No cards will ever be released suggesting you can use it in anything but windows, as too many n00bs will send them support requests and it will cost too much.  Be assured that card will work fine in Linux.

HTH

Suicidal_Orange

----------

## BrandonF

Alright, just wanted to make sure it would work before I spend 100 bucks.

And I don't plan on buying Vista, what would be the point? When I move out and buy a computer for myself, if it comes with Vista I'll keep it on there and dual boot with some Linux distro though.

Edit: Oh and about the RAM...I do have DDR RAM on the Linux computer so, I just open up the CPU and shove it into the slot, right?

----------

## whig

At least poweroff and earth yourself first.

----------

## BrandonF

Obviously I'd turn the computer off. What do you mean by earth?

----------

## whig

A buildup of static electricity on you can damage a chip if you point your finger at it. Even the smallest spark can cause damage. Touching the metal exterior of the PSU removes the charge you have, as it is earthed.

----------

## BrandonF

Oh, I feel dumb now. I was thinking it was some technical term, but I learned what that literally meant in Earth science, in 6th grade. Now, I just need to know where my PSU is located >_>.

----------

## atgnwt

 *BrandonF wrote:*   

> [...]This computer isn't a very good gaming PC (at least with the defaults, a Dell Dimension 2350). [...]

 

I hate to be the bearer of bad news (hah! just kidding, I love it.), but I don't think the Dell Dimension 2350 has an AGP slot, so you're basically limited to (non-express) PCI-cards, which lands you quite a few miles from quake4&co. Here's the manual which outlines where things are, if you're interested. (Power supply == PSU, by the way).

If it really is this computer you're talking about, I think, to put it bluntly, you should give up on getting any decent d3/q4 performance.
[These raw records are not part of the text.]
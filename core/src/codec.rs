//! Payload codec.
//!
//! Request bodies are JSON-encoded [`RequestEnvelope`]s. Reply and event
//! bodies are UTF-8 JSON, optionally zlib-compressed; a compressed body is
//! marked with the [`OCTET_STREAM`] content type and inflated before use.
//!
//! Inflation is bounded by [`MAX_INFLATED_SIZE`] so a hostile or corrupt
//! payload cannot exhaust memory.

use crate::event::EventEnvelope;
use crate::request::{CacheRequest, RequestEnvelope};
use flate2::Compression;
use flate2::read::ZlibDecoder;
use flate2::write::ZlibEncoder;
use std::io::{Read, Write};
use thiserror::Error;

/// Content type marking a compressed body.
pub const OCTET_STREAM: &str = "application/octet-stream";

/// Upper bound on the size of an inflated body (64 MiB).
pub const MAX_INFLATED_SIZE: usize = 64 * 1024 * 1024;

/// Errors produced while decoding a payload.
#[derive(Error, Debug, Clone, PartialEq, Eq)]
pub enum DecodeError {
    /// The compressed stream is corrupt
    #[error("Failed to inflate payload: {0}")]
    Inflate(String),

    /// The inflated payload exceeds [`MAX_INFLATED_SIZE`]
    #[error("Inflated payload exceeds {limit} bytes")]
    TooLarge {
        /// The configured limit
        limit: usize,
    },

    /// The body is not valid UTF-8
    #[error("Payload is not valid UTF-8: {0}")]
    InvalidUtf8(String),

    /// The body is not the expected JSON document
    #[error("Malformed JSON payload: {0}")]
    Json(String),
}

impl From<serde_json::Error> for DecodeError {
    fn from(err: serde_json::Error) -> Self {
        Self::Json(err.to_string())
    }
}

/// Whether a body with this content type must be inflated first.
#[must_use]
pub fn is_compressed(content_type: Option<&str>) -> bool {
    content_type == Some(OCTET_STREAM)
}

/// Decode a reply body to text, inflating it if `content_type` says so.
///
/// # Errors
///
/// Returns a [`DecodeError`] if inflation fails or the result is not UTF-8.
pub fn decode_body(content_type: Option<&str>, body: &[u8]) -> Result<String, DecodeError> {
    if is_compressed(content_type) {
        inflate_to_string(body)
    } else {
        String::from_utf8(body.to_vec()).map_err(|e| DecodeError::InvalidUtf8(e.to_string()))
    }
}

/// Inflate a zlib stream into a UTF-8 string.
///
/// # Errors
///
/// Returns a [`DecodeError`] if the stream is corrupt, too large, or not UTF-8.
pub fn inflate_to_string(body: &[u8]) -> Result<String, DecodeError> {
    let bytes = inflate(body)?;
    String::from_utf8(bytes).map_err(|e| DecodeError::InvalidUtf8(e.to_string()))
}

/// Inflate a zlib stream.
///
/// # Errors
///
/// Returns [`DecodeError::Inflate`] for a corrupt stream and
/// [`DecodeError::TooLarge`] when the output would exceed [`MAX_INFLATED_SIZE`].
pub fn inflate(body: &[u8]) -> Result<Vec<u8>, DecodeError> {
    let mut decoder = ZlibDecoder::new(body);
    let mut inflated = Vec::new();
    let mut buffer = [0u8; 8192];

    loop {
        let read = decoder
            .read(&mut buffer)
            .map_err(|e| DecodeError::Inflate(e.to_string()))?;
        if read == 0 {
            break;
        }
        if inflated.len() + read > MAX_INFLATED_SIZE {
            return Err(DecodeError::TooLarge {
                limit: MAX_INFLATED_SIZE,
            });
        }
        inflated.extend_from_slice(&buffer[..read]);
    }

    Ok(inflated)
}

/// Compress `data` into a zlib stream.
///
/// Workers use this to produce [`OCTET_STREAM`] bodies.
#[must_use]
pub fn deflate(data: &[u8]) -> Vec<u8> {
    let mut encoder = ZlibEncoder::new(Vec::with_capacity(data.len() / 2), Compression::default());
    // Writing into a Vec cannot fail.
    encoder
        .write_all(data)
        .and_then(|()| encoder.finish())
        .unwrap_or_default()
}

/// Serialize a request into its wire body.
///
/// # Errors
///
/// Returns [`DecodeError::Json`] if the payload cannot be represented as JSON.
pub fn encode_request(request: &CacheRequest) -> Result<Vec<u8>, DecodeError> {
    let envelope = request.to_envelope()?;
    Ok(serde_json::to_vec(&envelope)?)
}

/// Parse a request body back into its envelope.
///
/// # Errors
///
/// Returns [`DecodeError::Json`] if the body is not a request envelope.
pub fn decode_request(body: &[u8]) -> Result<RequestEnvelope, DecodeError> {
    Ok(serde_json::from_slice(body)?)
}

/// Decode a broadcast event body.
///
/// Events are compressed unless the delivery explicitly declares another
/// content type.
///
/// # Errors
///
/// Returns a [`DecodeError`] if the body cannot be inflated or parsed.
pub fn decode_event(content_type: Option<&str>, body: &[u8]) -> Result<EventEnvelope, DecodeError> {
    let json = decode_body(content_type.or(Some(OCTET_STREAM)), body)?;
    Ok(serde_json::from_str(&json)?)
}

#[cfg(test)]
#[allow(clippy::unwrap_used)]
mod tests {
    use super::*;
    use crate::request::ById;
    use crate::snowflake::Snowflake;
    use proptest::prelude::*;

    #[test]
    fn plain_bodies_are_returned_as_is() {
        assert_eq!(decode_body(Some("text/plain"), b"hello").unwrap(), "hello");
        assert_eq!(decode_body(None, b"hello").unwrap(), "hello");
    }

    #[test]
    fn compressed_bodies_are_inflated() {
        let body = deflate(br#"{"id":"1"}"#);
        assert_eq!(decode_body(Some(OCTET_STREAM), &body).unwrap(), r#"{"id":"1"}"#);
    }

    #[test]
    fn empty_input_deflates_to_a_valid_stream() {
        let body = deflate(b"");
        assert!(!body.is_empty());
        assert_eq!(inflate(&body).unwrap(), Vec::<u8>::new());
    }

    #[test]
    fn corrupt_stream_is_a_decode_error() {
        let err = decode_body(Some(OCTET_STREAM), b"definitely not zlib").unwrap_err();
        assert!(matches!(err, DecodeError::Inflate(_)));
    }

    #[test]
    fn invalid_utf8_is_a_decode_error() {
        let err = decode_body(None, &[0xff, 0xfe]).unwrap_err();
        assert!(matches!(err, DecodeError::InvalidUtf8(_)));
    }

    #[test]
    fn oversized_payload_is_rejected() {
        let huge = vec![b'a'; MAX_INFLATED_SIZE + 1];
        let err = inflate(&deflate(&huge)).unwrap_err();
        assert_eq!(err, DecodeError::TooLarge { limit: MAX_INFLATED_SIZE });
    }

    #[test]
    fn request_body_is_json_envelope() {
        let body = encode_request(&CacheRequest::GetUser(ById::new(Snowflake::new(5)))).unwrap();
        assert_eq!(body, br#"{"t":1,"d":{"id":"5"}}"#);
        assert_eq!(decode_request(&body).unwrap().type_tag, 1);
    }

    #[test]
    fn events_default_to_compressed() {
        let json = br#"{"shard_id":3,"event":{"op":0,"t":"TYPING_START","s":1,"d":{"guild_id":"9"}}}"#;

        let compressed = decode_event(None, &deflate(json)).unwrap();
        assert_eq!(compressed.shard_id, 3);

        let plain = decode_event(Some("application/json"), json).unwrap();
        assert_eq!(plain, compressed);
    }

    proptest! {
        #[test]
        fn inflate_reverses_deflate(data in proptest::collection::vec(any::<u8>(), 0..4096)) {
            prop_assert_eq!(inflate(&deflate(&data)).unwrap(), data);
        }
    }
}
Frankly, if you really want play the aforementioned games, your best bet would be to ditch your current computer and buy a new one, as it really doesn't have any upgrade potential. (It's a dell.) If you want to stay on the budget side of things, a used athlon xp with a geforce4 TI 4xxx, and five-hundred-something MBs of ram should be enough to play d3 on low quality settings. Such a rig probably won't lighten your wallet by much more than a geforce 6800. Ebay, local geek, and newspapers are all valid places to start.

Cheers

----------

## comprookie2000

Something like this, just watch out for ebay, it can be addictive.

Athlon XP

----------

## BrandonF

How about this computer? Ebay URL shortened

I don't know if I can get that exact one, but I might look for one like it later. That's just from a quick searching, I'll look more extensively later.Last edited by BrandonF on Wed Sep 06, 2006 11:16 am; edited 1 time in total

----------

## BrandonF

Actually, I might save up some money and order a custom PC from cyberpowerpc.com. That'll be a good while though...

----------